■ What is being asked ■
The entries below are to be duplicated exactly, with nothing left out.

■ Input for this task ■
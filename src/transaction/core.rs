//! Defines the core data model for transactions and the in-memory store that owns them.

use serde::Serialize;
use time::{OffsetDateTime, macros::datetime};

use crate::Error;

/// Alias for the integer type used for transaction IDs.
pub type TransactionId = i64;

// ============================================================================
// MODELS
// ============================================================================

/// A payment event, i.e. money that was spent or received at a point in time.
///
/// Transactions are created by [TransactionStore::append] or come from the
/// seed data, and are never changed afterwards.
#[derive(Debug, Clone, PartialEq, Serialize)]
pub struct Transaction {
    /// The ID of the transaction.
    ///
    /// IDs are derived from the length of the list when the transaction is
    /// created, so they are only unique while nothing is removed from the list.
    pub id: TransactionId,
    /// The amount of money in this transaction.
    pub amount: f64,
    /// When the transaction happened, in UTC.
    #[serde(with = "time::serde::rfc3339")]
    pub date: OffsetDateTime,
}

/// The transactions shown before (or without) a successful initial load.
pub fn seed_transactions() -> Vec<Transaction> {
    vec![
        Transaction {
            id: 1,
            amount: 10.0,
            date: datetime!(2020-10-14 0:00 UTC),
        },
        Transaction {
            id: 2,
            amount: 20.0,
            date: datetime!(2019-10-14 0:00 UTC),
        },
        Transaction {
            id: 3,
            amount: 30.0,
            date: datetime!(2018-10-14 0:00 UTC),
        },
    ]
}

/// Parse the free text from the amount input into a transaction amount.
///
/// Leading and trailing whitespace is ignored.
///
/// # Errors
/// Returns [Error::InvalidAmount] if `text` is empty, is not a number, or is
/// not finite (e.g. "NaN" or "inf").
pub fn parse_amount(text: &str) -> Result<f64, Error> {
    let trimmed = text.trim();

    match trimmed.parse::<f64>() {
        Ok(amount) if amount.is_finite() => Ok(amount),
        _ => Err(Error::InvalidAmount(text.to_owned())),
    }
}

// ============================================================================
// STORE
// ============================================================================

/// The ordered list of transactions.
///
/// The list can only be read through [TransactionStore::list] and changed
/// through [TransactionStore::append] and [TransactionStore::replace_all], so
/// insertion order and ID assignment stay under the store's control.
#[derive(Debug, Clone, Default, PartialEq)]
pub struct TransactionStore {
    transactions: Vec<Transaction>,
}

impl TransactionStore {
    /// Create a store holding `transactions` in the given order.
    pub fn new(transactions: Vec<Transaction>) -> Self {
        Self { transactions }
    }

    /// Create a store holding the [seed_transactions].
    pub fn seeded() -> Self {
        Self::new(seed_transactions())
    }

    /// Append a transaction for `amount` dated now.
    pub fn append(&mut self, amount: f64) -> Transaction {
        self.append_at(amount, OffsetDateTime::now_utc())
    }

    /// Append a transaction for `amount` dated `date`.
    ///
    /// The new transaction's ID is the number of transactions before the
    /// append plus one.
    pub fn append_at(&mut self, amount: f64, date: OffsetDateTime) -> Transaction {
        let transaction = Transaction {
            id: self.transactions.len() as TransactionId + 1,
            amount,
            date,
        };

        self.transactions.push(transaction.clone());

        transaction
    }

    /// All transactions in insertion order.
    pub fn list(&self) -> &[Transaction] {
        &self.transactions
    }

    /// Replace the entire list with `transactions`.
    pub fn replace_all(&mut self, transactions: Vec<Transaction>) {
        self.transactions = transactions;
    }

    /// The number of transactions in the store.
    pub fn len(&self) -> usize {
        self.transactions.len()
    }
}

// ============================================================================
// TESTS
// ============================================================================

■ Task result ■
filename src/transaction/core.rs
//! Defines the core data model for transactions and the in-memory store that owns them.

use serde::Serialize;
use time::{OffsetDateTime, macros::datetime};

use crate::Error;

/// Alias for the integer type used for transaction IDs.
pub type TransactionId = i64;

// ============================================================================
// MODELS
// ============================================================================

/// A payment event, i.e. money that was spent or received at a point in time.
///
/// Transactions are created by [TransactionStore::append] or come from the
/// seed data, and are never changed afterwards.
#[derive(Debug, Clone, PartialEq, Serialize)]
pub struct Transaction {
    /// The ID of the transaction.
    ///
    /// IDs are derived from the length of the list when the transaction is
    /// created, so they are only unique while nothing is removed from the list.
    pub id: TransactionId,
    /// The amount of money in this transaction.
    pub amount: f64,
    /// When the transaction happened, in UTC.
    #[serde(with = "time::serde::rfc3339")]
    pub date: OffsetDateTime,
}

/// The transactions shown before (or without) a successful initial load.
pub fn seed_transactions() -> Vec<Transaction> {
    vec![
        Transaction {
            id: 1,
            amount: 10.0,
            date: datetime!(2020-10-14 0:00 UTC),
        },
        Transaction {
            id: 2,
            amount: 20.0,
            date: datetime!(2019-10-14 0:00 UTC),
        },
        Transaction {
            id: 3,
            amount: 30.0,
            date: datetime!(2018-10-14 0:00 UTC),
        },
    ]
}

/// Parse the free text from the amount input into a transaction amount.
///
/// Leading and trailing whitespace is ignored.
///
/// # Errors
/// Returns [Error::InvalidAmount] if `text` is empty, is not a number, or is
/// not finite (e.g. "NaN" or "inf").
pub fn parse_amount(text: &str) -> Result<f64, Error> {
    let trimmed = text.trim();

    match trimmed.parse::<f64>() {
        Ok(amount) if amount.is_finite() => Ok(amount),
        _ => Err(Error::InvalidAmount(text.to_owned())),
    }
}

// ============================================================================
// STORE
// ============================================================================

/// The ordered list of transactions.
///
/// The list can only be read through [TransactionStore::list] and changed
/// through [TransactionStore::append] and [TransactionStore::replace_all], so
/// insertion order and ID assignment stay under the store's control.
#[derive(Debug, Clone, Default, PartialEq)]
pub struct TransactionStore {
    transactions: Vec<Transaction>,
}

impl TransactionStore {
    /// Create a store holding `transactions` in the given order.
    pub fn new(transactions: Vec<Transaction>) -> Self {
        Self { transactions }
    }

    /// Create a store holding the [seed_transactions].
    pub fn seeded() -> Self {
        Self::new(seed_transactions())
    }

    /// Append a transaction for `amount` dated now.
    pub fn append(&mut self, amount: f64) -> Transaction {
        self.append_at(amount, OffsetDateTime::now_utc())
    }

    /// Append a transaction for `amount` dated `date`.
    ///
    /// The new transaction's ID is the number of transactions before the
    /// append plus one.
    pub fn append_at(&mut self, amount: f64, date: OffsetDateTime) -> Transaction {
        let transaction = Transaction {
            id: self.transactions.len() as TransactionId + 1,
            amount,
            date,
        };

        self.transactions.push(transaction.clone());

        transaction
    }

    /// All transactions in insertion order.
    pub fn list(&self) -> &[Transaction] {
        &self.transactions
    }

    /// Replace the entire list with `transactions`.
    pub fn replace_all(&mut self, transactions: Vec<Transaction>) {
        self.transactions = transactions;
    }

    /// The number of transactions in the store.
    pub fn len(&self) -> usize {
        self.transactions.len()
    }
}

// ============================================================================
// TESTS
// ============================================================================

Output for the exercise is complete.